To the present time, alternative methodology is limited to frequency spectrum domain analysis (Wang et al., U.S. Pat. Nos. 5,443,073; 5,423,326; 5,309,917) and to the establishment of temporal “expectation windows” for predictive estimation of periodic landmark occurrences, namely, aortic valve closure, and the duration between such landmarks, namely, TLVE.
Regarding the latter method, Weissler et al. (Weissler A M, Harris W S, Schoenfeld C D. Systolic time intervals in heart failure in man. Circulation 1968; 37: 149-159, incorporated herein by reference) empirically determined, with heart rate as the variable, regression equations for the temporal interval defining and predicting electromechanical systole (known as “QS2”) and the subordinate time intervals contained within, comprising, in particular, the left ventricular flow, or ejection time TLVE. Bleicher et al. (Bleicher W, Kemter B E, Koenig C. Automatische kontinuierliche Vermessung des Impedanzkardiogramms. Chapter 2.6 In: Lang E, Kessel R, Weikl A [eds.]. Impedanz-Kardiographie. Verlag CM Silinsky, Nürnberg, Paris, London 1978) compares the regression equations reported by Weissler with those of other investigators (Spitaels S. The influence of heart rate and age on the systolic and diastolic time intervals in children. Circulation 1974; 49: 1107-1115. Kubicek W G. The Minnesota impedance cardiograph. Theory and applications. Biomed Engineering September 1974.) Weissler remains the “gold standard” within the statistical-based methods. With temporal reference to the electrocardiogram and the predetermined temporal occurrence of aortic valve opening obtained by an alternative method, these regression equations predict time intervals which can then be used to estimate the magnitude of TLVE and, thus, the temporal occurrence of aortic valve closure. A time-predictive expectation window can be bracketed around a predicted occurrence of aortic valve closure to confirm the point of measured aortic valve closure assessed by an alternative method.
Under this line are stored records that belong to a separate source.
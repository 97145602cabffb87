//! Configuration validation.
//!
//! Structural checks over the agent and command maps. Capability checks that
//! need the typed descriptor (delegation tier) live next to the descriptor in
//! `loom-agents`; both report through [`Diagnostic`].

use std::path::PathBuf;

use serde_json::Value;

use crate::schema::{LoomConfig, entry_is_disabled};

/// Severity level for a diagnostic.
#[derive(Debug, Clone, Copy, PartialEq, Eq, PartialOrd, Ord)]
pub enum Severity {
    Error,
    Warning,
    Info,
}

impl std::fmt::Display for Severity {
    fn fmt(&self, f: &mut std::fmt::Formatter<'_>) -> std::fmt::Result {
        match self {
            Self::Error => write!(f, "error"),
            Self::Warning => write!(f, "warning"),
            Self::Info => write!(f, "info"),
        }
    }
}

/// A single validation diagnostic.
#[derive(Debug, Clone, PartialEq, Eq)]
pub struct Diagnostic {
    pub severity: Severity,
    /// Category: "syntax", "type-error", "unknown-mode", "permission",
    /// "unknown-agent", "disabled", "delegation"
    pub category: &'static str,
    /// Dotted path, e.g. "agent.exec.permission.bash"
    pub path: String,
    pub message: String,
}

impl Diagnostic {
    pub fn error(category: &'static str, path: impl Into<String>, message: impl Into<String>) -> Self {
        Self {
            severity: Severity::Error,
            category,
            path: path.into(),
            message: message.into(),
        }
    }

    pub fn warning(
        category: &'static str,
        path: impl Into<String>,
        message: impl Into<String>,
    ) -> Self {
        Self {
            severity: Severity::Warning,
            category,
            path: path.into(),
            message: message.into(),
        }
    }

    pub fn info(category: &'static str, path: impl Into<String>, message: impl Into<String>) -> Self {
        Self {
            severity: Severity::Info,
            category,
            path: path.into(),
            message: message.into(),
        }
    }
}

impl std::fmt::Display for Diagnostic {
    fn fmt(&self, f: &mut std::fmt::Formatter<'_>) -> std::fmt::Result {
        write!(
            f,
            "{} [{}] {}: {}",
            self.severity, self.category, self.path, self.message
        )
    }
}

/// Result of validating a configuration.
#[derive(Debug, Clone, Default)]
pub struct ValidationResult {
    pub diagnostics: Vec<Diagnostic>,
    pub config_path: Option<PathBuf>,
}

impl ValidationResult {
    /// Returns `true` if any diagnostic is an error.
    #[must_use]
    pub fn has_errors(&self) -> bool {
        self.diagnostics
            .iter()
            .any(|d| d.severity == Severity::Error)
    }

    /// Count diagnostics by severity.
    #[must_use]
    pub fn count(&self, severity: Severity) -> usize {
        self.diagnostics
            .iter()
            .filter(|d| d.severity == severity)
            .count()
    }

    pub fn extend(&mut self, diagnostics: impl IntoIterator<Item = Diagnostic>) {
        self.diagnostics.extend(diagnostics);
    }
}

const KNOWN_MODES: &[&str] = &["primary", "subagent", "all"];
const KNOWN_PERMISSIONS: &[&str] = &["allow", "ask", "deny"];

/// Validate the agent and command sections of `config`.
pub fn validate(config: &LoomConfig) -> ValidationResult {
    let mut diagnostics = Vec::new();

    if let Some(agents) = &config.agent {
        for (name, entry) in agents {
            check_agent_entry(name, entry, &mut diagnostics);
        }
    }

    if let Some(default) = config.default_agent.as_deref()
        && !default.is_empty()
    {
        match config.agent_entry(default) {
            None => diagnostics.push(Diagnostic::warning(
                "unknown-agent",
                "default_agent",
                format!("default agent '{default}' is not defined"),
            )),
            Some(entry) if entry_is_disabled(entry) => diagnostics.push(Diagnostic::info(
                "disabled",
                "default_agent",
                format!("default agent '{default}' is disabled"),
            )),
            Some(_) => {},
        }
    }

    if let Some(commands) = &config.command {
        for (name, entry) in commands {
            check_command_entry(config, name, entry, &mut diagnostics);
        }
    }

    ValidationResult {
        diagnostics,
        config_path: None,
    }
}

fn check_agent_entry(name: &str, entry: &Value, diagnostics: &mut Vec<Diagnostic>) {
    let path = format!("agent.{name}");
    let Some(obj) = entry.as_object() else {
        diagnostics.push(Diagnostic::error(
            "type-error",
            path,
            "agent entry must be a table/object",
        ));
        return;
    };

    if entry_is_disabled(entry) {
        diagnostics.push(Diagnostic::info("disabled", path.as_str(), "agent is disabled"));
    }

    if let Some(mode) = obj.get("mode") {
        match mode.as_str() {
            Some(m) if KNOWN_MODES.contains(&m) => {},
            _ => diagnostics.push(Diagnostic::warning(
                "unknown-mode",
                format!("{path}.mode"),
                format!("unknown mode {mode}, expected one of {}", KNOWN_MODES.join(", ")),
            )),
        }
    }

    if let Some(permission) = obj.get("permission").and_then(Value::as_object) {
        for (key, value) in permission {
            let key_path = format!("{path}.permission.{key}");
            match value {
                Value::String(p) => check_permission_value(&key_path, p, diagnostics),
                Value::Object(patterns) => {
                    for (pattern, p) in patterns {
                        let pattern_path = format!("{key_path}.\"{pattern}\"");
                        match p.as_str() {
                            Some(p) => check_permission_value(&pattern_path, p, diagnostics),
                            None => diagnostics.push(Diagnostic::error(
                                "permission",
                                pattern_path,
                                "pattern permission must be a string",
                            )),
                        }
                    }
                },
                _ => diagnostics.push(Diagnostic::error(
                    "permission",
                    key_path,
                    "permission must be a string or a pattern table",
                )),
            }
        }
    }
}

fn check_permission_value(path: &str, value: &str, diagnostics: &mut Vec<Diagnostic>) {
    if !KNOWN_PERMISSIONS.contains(&value) {
        diagnostics.push(Diagnostic::error(
            "permission",
            path,
            format!("unknown permission '{value}', expected allow, ask or deny"),
        ));
    }
}

fn check_command_entry(
    config: &LoomConfig,
    name: &str,
    entry: &Value,
    diagnostics: &mut Vec<Diagnostic>,
) {
    let path = format!("command.{name}");
    if entry.get("template").and_then(Value::as_str).is_none() {
        diagnostics.push(Diagnostic::error(
            "type-error",
            format!("{path}.template"),
            "command template must be a string",
        ));
    }
    if let Some(agent) = entry.get("agent").and_then(Value::as_str) {
        match config.agent_entry(agent) {
            None => diagnostics.push(Diagnostic::warning(
                "unknown-agent",
                format!("{path}.agent"),
                format!("command targets undefined agent '{agent}'"),
            )),
            Some(target) if entry_is_disabled(target) => diagnostics.push(Diagnostic::info(
                "disabled",
                format!("{path}.agent"),
                format!("command targets disabled agent '{agent}'"),
            )),
            Some(_) => {},
        }
    }
}

#[allow(clippy::unwrap_used, clippy::expect_used)]
#[cfg(test)]
mod tests {
    use {super::*, serde_json::json};

    fn cfg(value: Value) -> LoomConfig {
        LoomConfig::from_value(value).unwrap()
    }

    #[test]
    fn empty_config_is_valid() {
        let result = validate(&LoomConfig::default());
        assert!(result.diagnostics.is_empty());
    }

    #[test]
    fn non_object_agent_entry_is_error() {
        let result = validate(&cfg(json!({ "agent": { "exec": true } })));
        assert!(result.has_errors());
        assert_eq!(result.diagnostics[0].path, "agent.exec");
    }

    #[test]
    fn unknown_mode_warned() {
        let result = validate(&cfg(json!({ "agent": { "x": { "mode": "boss" } } })));
        assert!(!result.has_errors());
        assert_eq!(result.count(Severity::Warning), 1);
        assert_eq!(result.diagnostics[0].category, "unknown-mode");
    }

    #[test]
    fn bad_permission_values_reported() {
        let result = validate(&cfg(json!({
            "agent": { "x": { "permission": {
                "edit": "maybe",
                "bash": { "*": "ask", "rm *": 3 },
                "webfetch": "deny",
            } } }
        })));
        assert_eq!(result.count(Severity::Error), 2);
        let paths: Vec<&str> = result.diagnostics.iter().map(|d| d.path.as_str()).collect();
        assert!(paths.contains(&"agent.x.permission.edit"));
        assert!(paths.contains(&"agent.x.permission.bash.\"rm *\""));
    }

    #[test]
    fn default_agent_must_exist() {
        let result = validate(&cfg(json!({
            "default_agent": "ghost",
            "agent": { "cortex": {} },
        })));
        assert_eq!(result.diagnostics[0].category, "unknown-agent");
        assert_eq!(result.diagnostics[0].path, "default_agent");
    }

    #[test]
    fn command_checks() {
        let result = validate(&cfg(json!({
            "agent": { "exec": {} },
            "command": {
                "apply": { "agent": "exec", "template": "run $ARGUMENTS" },
                "broken": { "agent": "nobody" },
            }
        })));
        assert_eq!(result.count(Severity::Error), 1);
        assert_eq!(result.count(Severity::Warning), 1);
    }

    #[test]
    fn disabled_agents_reported_as_info() {
        let result = validate(&cfg(json!({
            "default_agent": "cortex",
            "agent": { "cortex": { "disable": true }, "exec": { "disable": true } },
            "command": { "apply": { "agent": "exec", "template": "run $ARGUMENTS" } },
        })));
        assert!(!result.has_errors());
        assert_eq!(result.count(Severity::Warning), 0);
        assert_eq!(result.count(Severity::Info), 4);
        let paths: Vec<&str> = result.diagnostics.iter().map(|d| d.path.as_str()).collect();
        assert_eq!(paths, [
            "agent.cortex",
            "agent.exec",
            "default_agent",
            "command.apply.agent"
        ]);
        assert!(result.diagnostics.iter().all(|d| d.category == "disabled"));
    }

    #[test]
    fn diagnostic_display() {
        let d = Diagnostic::error("permission", "agent.x.permission.edit", "bad");
        assert_eq!(d.to_string(), "error [permission] agent.x.permission.edit: bad");
    }
}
However, the application of an expectation window, employed as the only alternative method for determining TLVE, is based on error prone, statistical methods. While correlation (the closeness of association) between the regression equations and measured values of TLVE is clinically acceptable, time-predictive expectation windows inherently possess unacceptably large standard deviations due to individual biologic variability. In contradistinction, inherently accurate, alternative, objective measurements of TLVE are limited in accuracy solely by the precision of the measurement device, which is presupposed to have a much smaller error of the estimate. Thus, time-predictive expectation windows have only limited validity within a single, discreet cardiac cycle. Moreover, the predictive accuracy further deteriorates in the presence of cardiac rhythms, which are not of regular sinus origin. In the presence of irregularly, irregular chaotic rhythms of supraventricular origin, such as atrial fibrillation with variable ventricular response, or other irregular supraventricular tachydysrhythmias, the use of time-predictive expectation windows are rendered virtually all but useless. In the presence of sinus or pathologic supraventricular rhythms, coexisting with electrical systoles generated from ventricular origins, known as premature ventricular contractions, accurate assessment of mean values for TLVE based on time-predictive expectation windows is impossible.